+++ Data records
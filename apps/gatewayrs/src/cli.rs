use clap::Parser;

#[derive(Debug, Clone, Parser)]
#[command(name = "gatewayrs", version, about = "Multi-upstream LLM API gateway")]
pub struct CliArgs {
    /// Path to the channel/key configuration file (STORAGE_BACKEND=json layout).
    #[arg(long, env = "GATEWAYRS_CONFIG")]
    pub config: std::path::PathBuf,

    /// Bind host.
    #[arg(long, env = "GATEWAYRS_HOST", default_value = "0.0.0.0")]
    pub host: String,

    /// Bind port.
    #[arg(long, env = "GATEWAYRS_PORT", default_value_t = 8787)]
    pub port: u16,

    /// Bootstrap admin key (plaintext, must be >= 16 chars).
    #[arg(long, env = "PROXY_ACCESS_KEY")]
    pub access_key: Option<String>,

    /// Allow a short/default bootstrap key outside of development.
    #[arg(long, env = "ALLOW_INSECURE_DEFAULT_KEY", default_value_t = false)]
    pub allow_insecure_default_key: bool,

    /// Gateway-wide RPM ceiling applied to any key with rpm_limit = 0
    /// (spec §3: "per-key RPM, 0 = inherit global"). 0 means unlimited.
    #[arg(long, env = "GATEWAYRS_GLOBAL_RPM", default_value_t = 0)]
    pub global_rpm: u32,
}
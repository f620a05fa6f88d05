//! Component G — the request pipeline that ties authentication, permission
//! enforcement, scheduling, rate limiting, OAuth, and usage extraction into
//! the end-to-end request flow. Wire-format conversion and the actual
//! upstream HTTP transport are external collaborators this crate only
//! names a contract for (`dispatch::UpstreamClient`).

pub mod auth;
pub mod classify;
pub mod dispatch;
pub mod error;
pub mod pipeline;

pub use auth::{hash_api_key, hash_client_identity, ApiKeyEntry, AuthContext, AuthSnapshot, MemoryAuth};
pub use classify::{classify_request, Classified};
pub use dispatch::{BodyStream, DispatchError, UpstreamClient, UpstreamStreamResponse};
pub use error::{ErrorKind, GatewayError, RateLimitInfo};
pub use pipeline::{DispatchHandle, PipelineDeps, PipelineOutcome, RequestPipeline};
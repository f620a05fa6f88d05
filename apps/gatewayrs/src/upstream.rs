//! A concrete `UpstreamClient` (§4.G step 5's HTTP dispatch) built on
//! `wreq`, mirroring `gproxy-core::upstream_client::WreqUpstreamClient`.
//! Unlike that client this one always streams the body back through the
//! tee in `gatewayrs-core::pipeline`, since usage extraction needs the
//! incremental chunks regardless of whether the caller asked to stream.

use std::collections::HashMap;
use std::time::Duration;

use async_trait::async_trait;
use bytes::Bytes;
use futures_util::StreamExt;
use gatewayrs_core::{DispatchError, UpstreamClient, UpstreamStreamResponse};
use gatewayrs_protocol::{HttpMethod, UpstreamHttpRequest};
use wreq::{Client, Method};

pub struct WreqUpstreamClient {
    client: Client,
}

impl WreqUpstreamClient {
    pub fn new() -> Result<Self, wreq::Error> {
        let client = Client::builder()
            .connect_timeout(Duration::from_secs(5))
            .timeout(Duration::from_secs(600))
            .read_timeout(Duration::from_secs(30))
            .build()?;
        Ok(Self { client })
    }
}

#[async_trait]
impl UpstreamClient for WreqUpstreamClient {
    async fn send(&self, request: UpstreamHttpRequest) -> Result<UpstreamStreamResponse, DispatchError> {
        let method = match request.method {
            HttpMethod::Get => Method::GET,
            HttpMethod::Post => Method::POST,
        };

        let mut builder = self.client.request(method, &request.url).body(request.body);
        for (name, value) in &request.headers {
            builder = builder.header(name, value);
        }

        let response = builder.send().await.map_err(classify_wreq_error)?;
        let status = response.status().as_u16();
        let headers = headers_from_wreq(response.headers());

        let (tx, rx) = tokio::sync::mpsc::channel::<Result<Bytes, DispatchError>>(16);
        tokio::spawn(async move {
            let mut stream = response.bytes_stream();
            while let Some(item) = stream.next().await {
                let item = item.map_err(classify_wreq_error);
                if tx.send(item).await.is_err() {
                    break;
                }
            }
        });

        let body = Box::pin(tokio_stream::wrappers::ReceiverStream::new(rx)) as gatewayrs_core::BodyStream;
        Ok(UpstreamStreamResponse { status, headers, body })
    }
}

fn headers_from_wreq(map: &wreq::header::HeaderMap) -> HashMap<String, String> {
    let mut out = HashMap::new();
    for (name, value) in map {
        if let Ok(value) = value.to_str() {
            out.insert(name.as_str().to_string(), value.to_string());
        }
    }
    out
}

fn classify_wreq_error(err: wreq::Error) -> DispatchError {
    if err.is_timeout() {
        return DispatchError::Network(format!("timeout: {err}"));
    }
    if err.is_connect() {
        let message = err.to_string();
        if message.to_ascii_lowercase().contains("tls") {
            return DispatchError::TlsHandshake(message);
        }
        return DispatchError::Network(message);
    }
    DispatchError::Network(err.to_string())
}
//! Line-buffered SSE framing, carried over from
//! `gproxy-protocol::sse::SseParser` — partial lines survive across pushes,
//! a blank line closes out the current event.

use bytes::Bytes;

#[derive(Debug, Clone, Default)]
pub struct SseEvent {
    pub event: Option<String>,
    pub data: String,
}

#[derive(Debug, Default)]
pub struct SseParser {
    buffer: String,
    event: Option<String>,
    data_lines: Vec<String>,
}

impl SseParser {
    pub fn new() -> Self {
        Self::default()
    }

    pub fn push_bytes(&mut self, chunk: &Bytes) -> Vec<SseEvent> {
        match std::str::from_utf8(chunk) {
            Ok(text) => self.push_str(text),
            Err(_) => Vec::new(),
        }
    }

    pub fn push_str(&mut self, chunk: &str) -> Vec<SseEvent> {
        self.buffer.push_str(chunk);
        let mut events = Vec::new();

        while let Some(pos) = self.buffer.find('\n') {
            let mut line = self.buffer[..pos].to_string();
            self.buffer.drain(..=pos);

            if line.ends_with('\r') {
                line.pop();
            }

            if line.is_empty() {
                self.finish_event(&mut events);
                continue;
            }

            if line.starts_with(':') {
                continue;
            }

            if let Some(value) = line.strip_prefix("event:") {
                let value = value.trim_start();
                self.event = if value.is_empty() { None } else { Some(value.to_string()) };
                continue;
            }
            if line == "event" {
                self.event = None;
                continue;
            }

            if let Some(value) = line.strip_prefix("data:") {
                let value = value.trim_start();
                self.data_lines.push(value.to_string());
                continue;
            }
            if line == "data" {
                self.data_lines.push(String::new());
                continue;
            }
        }

        events
    }

    /// Flushes whatever partial event remains buffered. Called once at
    /// stream end so a final event without a trailing blank line isn't lost.
    pub fn finish(&mut self) -> Vec<SseEvent> {
        let mut events = Vec::new();
        if !self.buffer.is_empty() {
            let mut line = std::mem::take(&mut self.buffer);
            if line.ends_with('\r') {
                line.pop();
            }
            if let Some(value) = line.strip_prefix("event:") {
                let value = value.trim_start();
                self.event = if value.is_empty() { None } else { Some(value.to_string()) };
            } else if let Some(value) = line.strip_prefix("data:") {
                let value = value.trim_start();
                self.data_lines.push(value.to_string());
            }
        }
        self.finish_event(&mut events);
        events
    }

    fn finish_event(&mut self, events: &mut Vec<SseEvent>) {
        if self.event.is_none() && self.data_lines.is_empty() {
            return;
        }
        let data = self.data_lines.join("\n");
        events.push(SseEvent { event: self.event.take(), data });
        self.data_lines.clear();
    }
}

#[cfg(test)]
mod tests {
    use super::*;

    #[test]
    fn parses_simple_event() {
        let mut parser = SseParser::new();
        let events = parser.push_str("event: message_start\ndata: {\"a\":1}\n\n");
        assert_eq!(events.len(), 1);
        assert_eq!(events[0].event.as_deref(), Some("message_start"));
        assert_eq!(events[0].data, r#"{"a":1}"#);
    }

    #[test]
    fn partial_line_survives_across_pushes() {
        let mut parser = SseParser::new();
        assert!(parser.push_str("data: {\"par").is_empty());
        let events = parser.push_str("tial\":true}\n\n");
        assert_eq!(events.len(), 1);
        assert_eq!(events[0].data, r#"{"partial":true}"#);
    }

    #[test]
    fn finish_flushes_unterminated_event() {
        let mut parser = SseParser::new();
        assert!(parser.push_str("data: {\"x\":1}").is_empty());
        let events = parser.finish();
        assert_eq!(events.len(), 1);
        assert_eq!(events[0].data, r#"{"x":1}"#);
    }

    #[test]
    fn comment_lines_are_ignored() {
        let mut parser = SseParser::new();
        let events = parser.push_str(": keep-alive\ndata: {}\n\n");
        assert_eq!(events.len(), 1);
    }
}
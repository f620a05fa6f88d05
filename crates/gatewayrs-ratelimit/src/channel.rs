//! Per-channel RPM admission with an optional FIFO queue, one releaser task
//! per channel. Grounded on the same map-of-independently-locked-state shape
//! as `gproxy-provider-core::credential::pool::CredentialPool`, generalized
//! from "per-credential" to "per-(family, channel)".

use std::collections::{HashMap, VecDeque};
use std::sync::atomic::{AtomicU64, Ordering};
use std::sync::Arc;

use time::{Duration as TimeDuration, OffsetDateTime};
use tokio::sync::{oneshot, Mutex, RwLock};
use tokio::time::{interval, timeout, Duration};

use gatewayrs_common::Family;

const WINDOW: TimeDuration = TimeDuration::seconds(60);
const RELEASE_CADENCE: Duration = Duration::from_secs(1);

#[derive(Debug, Clone, Copy, PartialEq, Eq)]
pub enum AcquireError {
    /// Window is full and queueing is disabled for this channel.
    Rejected,
    /// Queueing is enabled but the queue is already at its max depth (= RPM).
    QueueFull,
    /// The waiter's queue-timeout elapsed before a slot freed up.
    Timeout,
}

type Key = (Family, String);

struct ChannelInner {
    count: u32,
    window_start: OffsetDateTime,
    queue: VecDeque<(u64, oneshot::Sender<()>)>,
}

struct ChannelState {
    rpm: u32,
    queue_enabled: bool,
    queue_timeout: Duration,
    inner: Mutex<ChannelInner>,
}

pub struct ChannelRateLimiter {
    channels: RwLock<HashMap<Key, Arc<ChannelState>>>,
    next_waiter_id: AtomicU64,
}

impl ChannelRateLimiter {
    pub fn new() -> Self {
        Self {
            channels: RwLock::new(HashMap::new()),
            next_waiter_id: AtomicU64::new(0),
        }
    }

    /// Registers (or updates) a channel's RPM/queue configuration and
    /// starts its releaser task. Calling this again for an existing channel
    /// only updates the config; the running counters are left alone.
    pub async fn configure(self: &Arc<Self>, family: Family, channel_id: &str, rpm: u32, queue_enabled: bool, queue_timeout: Duration) {
        let key = (family, channel_id.to_string());
        let mut channels = self.channels.write().await;
        if let Some(existing) = channels.get(&key) {
            // rpm/queue_enabled are read fresh from this Arc on every tick
            // and acquire call, so a fresh ChannelState is only needed the
            // first time a channel is seen.
            let _ = existing;
            return;
        }
        let state = Arc::new(ChannelState {
            rpm,
            queue_enabled,
            queue_timeout,
            inner: Mutex::new(ChannelInner {
                count: 0,
                window_start: OffsetDateTime::now_utc(),
                queue: VecDeque::new(),
            }),
        });
        channels.insert(key, state.clone());
        self.clone().spawn_releaser(state);
    }

    fn spawn_releaser(self: Arc<Self>, state: Arc<ChannelState>) {
        tokio::spawn(async move {
            let mut ticker = interval(RELEASE_CADENCE);
            loop {
                ticker.tick().await;
                let mut inner = state.inner.lock().await;
                Self::roll_window(&mut inner);
                if inner.count < state.rpm {
                    if let Some((_, sender)) = inner.queue.pop_front() {
                        inner.count += 1;
                        let _ = sender.send(());
                    }
                }
            }
        });
    }

    fn roll_window(inner: &mut ChannelInner) {
        let now = OffsetDateTime::now_utc();
        if now - inner.window_start >= WINDOW {
            inner.count = 0;
            inner.window_start = now;
        }
    }

    /// Acquires one dispatch slot for `(family, channel_id)`. RPM == 0 means
    /// unlimited and always succeeds immediately.
    pub async fn acquire(&self, family: Family, channel_id: &str) -> Result<(), AcquireError> {
        let key = (family, channel_id.to_string());
        let state = {
            let channels = self.channels.read().await;
            channels.get(&key).cloned()
        };
        let Some(state) = state else {
            return Ok(());
        };
        if state.rpm == 0 {
            return Ok(());
        }

        let receiver = {
            let mut inner = state.inner.lock().await;
            Self::roll_window(&mut inner);
            if inner.count < state.rpm {
                inner.count += 1;
                return Ok(());
            }
            if !state.queue_enabled {
                return Err(AcquireError::Rejected);
            }
            if inner.queue.len() as u32 >= state.rpm {
                return Err(AcquireError::QueueFull);
            }
            let id = self.next_waiter_id.fetch_add(1, Ordering::Relaxed);
            let (tx, rx) = oneshot::channel();
            inner.queue.push_back((id, tx));
            (id, rx)
        };

        let (waiter_id, rx) = receiver;
        match timeout(state.queue_timeout, rx).await {
            Ok(Ok(())) => Ok(()),
            Ok(Err(_)) | Err(_) => {
                let mut inner = state.inner.lock().await;
                inner.queue.retain(|(id, _)| *id != waiter_id);
                Err(AcquireError::Timeout)
            }
        }
    }
}

impl Default for ChannelRateLimiter {
    fn default() -> Self {
        Self::new()
    }
}
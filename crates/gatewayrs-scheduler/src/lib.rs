//! §3 data model plus components E (trace affinity) and F (the channel
//! scheduler) — selecting a channel per request from a health-aware pool.

pub mod composite;
pub mod model;
pub mod scheduler;
pub mod trace_affinity;

pub use composite::{resolve, resolve_next_failover, CompositeResolution, MAX_COMPOSITE_DEPTH};
pub use model::{
    matches_model_pattern, strip_thinking_suffix, ApiKeyPermissions, Channel, ChannelCredentials,
    ChannelStatus, CompositeMapping, SERVICE_TYPE_COMPOSITE,
};
pub use scheduler::{ChannelScheduler, Selection, SelectionReason, SchedulerError, Strategy};
pub use trace_affinity::{TraceAffinityMap, DEFAULT_TTL_SECS};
++++++
**What the exercise asks:** Line by line, count how many lines of the entries contain the word "Ordering", and give only that number.

**Exercise solution:** 2